USC Price School of Public Policy

Former LA County Executive Officer, Price alum Lori Glasgow inspires future public servants

May 17, 2018

By Cristy Lytal

Lori Glasgow

Lori Glasgow

USC Price School of Public Policy alumna Lori Glasgow – the recently retired Executive Officer of the Los Angeles County Board of Supervisors – was first inspired to change the world through public service at her local supermarket.

“I’d go grocery shopping with my parents, and they’d get the meat home, and it would be brown, and all of the vegetables would be wilted. And I lived in a predominantly black neighborhood at the time,” she said. “And then if we ever went to another market in a white area, the meat was all pink and fresh. And I remember noting the difference, even when I was really young. So I knew that I wanted to be the one to stand up and say something about the unfairness of the disparity, and I thought the best way would be to work for government.”

Glasgow earned a bachelor’s degree in social ecology from UC Irvine, and while she was exploring her options for graduate school, she and her mother visited USC. They asked someone for directions to the international relations department — and that someone happened to be Ross Clayton, who was then the dean of the School of Public Administration (now known as the USC Price School of Public Policy).

Naturally, Clayton gave Glasgow a different set of directions, which guided her to pursue a master’s degree in intergovernmental management.

“That was the best program ever,” Glasgow said. “You don’t write a thesis, but you do an internship at the local level of government, the state level of government and the federal level of government. I can’t tell you how valuable that experience was.”

While in the program, Glasgow interned for the Office of Management and Budget in Washington, D.C., for the Legislative Analyst’s Office in Sacramento, and for the Chief Administrative Office in Los Angeles County.

After graduation, she stayed in Sacramento for four years, working for state legislators including Assembly Speaker Willie Brown, Senate President Pro Temp David Roberti and, Assembly members Richard Floyd and Maxine Waters. She then returned to Southern California to work for the City of Santa Ana.

Educating the next generation of public leaders

Inspired to further advance her education and career, she decided to pursue her Ph.D. at USC Price. While writing a dissertation about criminal recidivism, teaching public administration courses, and raising her daughter, Glasgow also began working full-time for Los Angeles County Supervisor Michael D. Antonovich.

For more than two decades, she continued to work for Antonovich while teaching at USC, CSU Long Beach, and several other institutions.
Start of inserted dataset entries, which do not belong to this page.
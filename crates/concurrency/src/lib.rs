//! Concurrency layer for stratalock
//!
//! This crate implements units of work, keyed locks and the seam between them:
//! - UnitOfWork / TransactionManager: buffered writes, commit, rollback,
//!   joined (required) and independent (requires_new) lifetimes
//! - LockCoordinator / LockGuard: keyed locks with wait and lease times,
//!   scoped release, release-without-ownership recovery
//! - InMemoryLockBackend: lease-table reference backend

#![warn(missing_docs)]
#![warn(clippy::all)]

pub mod coordinator;
pub mod lock;
pub mod manager;
pub mod transaction;

pub use coordinator::{Acquire, LockCoordinator, LockGuard, LockMetrics};
pub use lock::InMemoryLockBackend;
pub use manager::{Settled, TransactionManager, TransactionMetrics};
pub use transaction::{TransactionContext, TransactionStatus, UnitOfWork};
//! Release Tests
//!
//! Releasing a lock the caller no longer owns is silent and never disturbs
//! the next holder. A lease that runs out mid-call is only fatal to
//! CommitJoined, which checks it before committing.

use crate::common::*;
use std::sync::Arc;
use std::thread;
use std::time::Duration;
use stratalock::MemoryStore;

fn service_with_backend(quantity: u64) -> (StockService, Arc<InMemoryLockBackend>) {
    init_tracing();
    let backend = Arc::new(InMemoryLockBackend::new());
    let service = StockService::new(
        Arc::new(MemoryStore::new()),
        backend.clone(),
        Arc::new(TemplateKeyResolver::new()),
    );
    service.create_stock(STOCK, ProductId::new(1), quantity).unwrap();
    (service, backend)
}

fn short_lease(strategy: UnitOfWorkStrategy) -> ProtectedOperation {
    ProtectedOperation::new("short_lease", "#lockName")
        .params(["lockName", "id", "quantity"])
        .lease(Duration::from_millis(10))
        .strategy(strategy)
}

#[test]
fn release_after_lease_expiry_is_silent() {
    let (service, backend) = service_with_backend(10);
    let stale = service
        .coordinator()
        .acquire(
            &LockKey::new(LOCK_NAME),
            Duration::ZERO,
            Duration::from_millis(10),
            &Interrupt::new(),
        )
        .unwrap()
        .into_guard()
        .unwrap();
    thread::sleep(Duration::from_millis(30));

    // Another caller takes the expired lock over and finishes
    let result = service
        .decrease(UnitOfWorkStrategy::CommitJoined, LOCK_NAME, STOCK, 1)
        .unwrap();
    assert!(result.is_acquired());

    // A third caller holds it now; the stale release must not free it
    let current = service
        .coordinator()
        .acquire(
            &LockKey::new(LOCK_NAME),
            Duration::ZERO,
            Duration::from_secs(10),
            &Interrupt::new(),
        )
        .unwrap()
        .into_guard()
        .unwrap();
    stale.release();

    assert!(current.is_lease_valid());
    assert!(backend.is_locked("LOCK:stock-ex"));
    assert_eq!(service.lock_metrics().release_failures, 1);
    assert_eq!(service.quantity_of(STOCK).unwrap(), 9);
}

#[test]
fn release_is_not_repeated() {
    let (service, backend) = service_with_backend(10);
    for _ in 0..3 {
        service
            .decrease(UnitOfWorkStrategy::ForcedNested, LOCK_NAME, STOCK, 1)
            .unwrap();
    }
    let metrics = service.lock_metrics();
    assert_eq!(metrics.granted, 3);
    assert_eq!(metrics.released, 3);
    assert_eq!(metrics.release_failures, 0);
    assert_eq!(backend.held_count(), 0);
}

#[test]
fn expired_lease_is_logged_not_surfaced_when_release_follows_commit() {
    for strategy in [UnitOfWorkStrategy::ForcedNested, UnitOfWorkStrategy::PriorityReordered] {
        let (service, backend) = service_with_backend(10);
        let result = service
            .controller()
            .execute(
                &short_lease(strategy),
                &decrease_args(LOCK_NAME, 1),
                &Interrupt::new(),
                None,
                |uow| {
                    thread::sleep(Duration::from_millis(30));
                    decrement(uow, 1)
                },
            )
            .unwrap();

        assert!(result.is_acquired(), "{}", strategy);
        assert_eq!(service.quantity_of(STOCK).unwrap(), 9);
        assert_eq!(service.lock_metrics().release_failures, 1);
        assert!(!backend.is_locked("LOCK:stock-ex"));
    }
}

#[test]
fn commit_joined_refuses_to_commit_after_lease_expiry() {
    let (service, backend) = service_with_backend(10);
    let err = service
        .controller()
        .execute(
            &short_lease(UnitOfWorkStrategy::CommitJoined),
            &decrease_args(LOCK_NAME, 1),
            &Interrupt::new(),
            None,
            |uow| {
                thread::sleep(Duration::from_millis(30));
                decrement(uow, 1)
            },
        )
        .unwrap_err();

    assert!(matches!(err, StrataError::LeaseExpired { .. }));
    assert_eq!(service.quantity_of(STOCK).unwrap(), 10);
    assert!(!backend.is_locked("LOCK:stock-ex"));
}
//! stratalock - keyed critical sections with explicit commit boundaries
//!
//! A protected operation resolves a lock key from its arguments, acquires a
//! distributed lock with a wait and a lease, and runs a load-mutate-persist
//! body in a unit of work. The [`UnitOfWorkStrategy`] decides whether that
//! unit of work commits before the lock is released.
//!
//! # Quick Start
//!
//! ```ignore
//! use stratalock::{ProductId, StockId, StockService, UnitOfWorkStrategy};
//!
//! let service = StockService::in_memory();
//! service.create_stock(StockId::new(1), ProductId::new(1), 100)?;
//!
//! let acquired = service.decrease(UnitOfWorkStrategy::CommitJoined, "stock-1", StockId::new(1), 1)?;
//! assert!(acquired.is_acquired());
//! ```
//!
//! # Architecture
//!
//! - `strata-core`: entity, identities, errors and collaborator traits
//! - `strata-storage`: in-memory committed store
//! - `strata-concurrency`: units of work, lock coordinator and lock backend
//! - `strata-engine`: interceptors, boundary strategies, service and config

pub use strata_concurrency::{
    Acquire, InMemoryLockBackend, LockCoordinator, LockGuard, LockMetrics, TransactionManager,
    TransactionMetrics, TransactionStatus, UnitOfWork,
};
pub use strata_core::{
    HolderId, Interrupt, KeyResolver, LockBackend, LockKey, ProductId, Stock, StockId, Storage,
    StrataError, StrataResult, Value,
};
pub use strata_engine::{
    Acquisition, BoundaryController, CallOptions, CriticalSectionInvoker, GuardConfig,
    Interceptor, InterceptorChain, LockScope, ProtectedOperation, StockService,
    TemplateKeyResolver, UnitOfWorkStrategy,
};
pub use strata_storage::MemoryStore;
“I’m shameless. I just tell [my students], ‘We need brilliant people running our government, so I’m here to try to convince you to work for government, and I’m just not even going to hide it.’ So several of my students do work for government,” she said. “That feels so rewarding to me.”

Glasgow was still teaching at USC when she was appointed to be the Executive Officer of the Los Angeles County Board of Supervisors in 2016. In this position, she worked with the five members of the board, providing administrative and operational support, helped prepare agendas and run meetings, and kept the official records for the County Board of Supervisors — which is the nation’s largest local government, serving more than 10 million residents.

“It was fascinating; it was challenging; it was rewarding,” she said. “I felt like I was really part of the engine that was making the county go, and that was very exciting. I think the most rewarding part was just seeing the fruits of your labor every Tuesday at the board meeting — and Wednesday through Monday as well.”

She recently retired from Los Angeles County, but she will continue to teach at the USC Price School while redirecting her energies into a faith-based movie production company, which she runs with her husband.

“No matter what Chapter Two of this life of mine brings me,” she said, “I always want to be in touch with young people, and to be a prophet of encouraging people to think about government and their role in society.”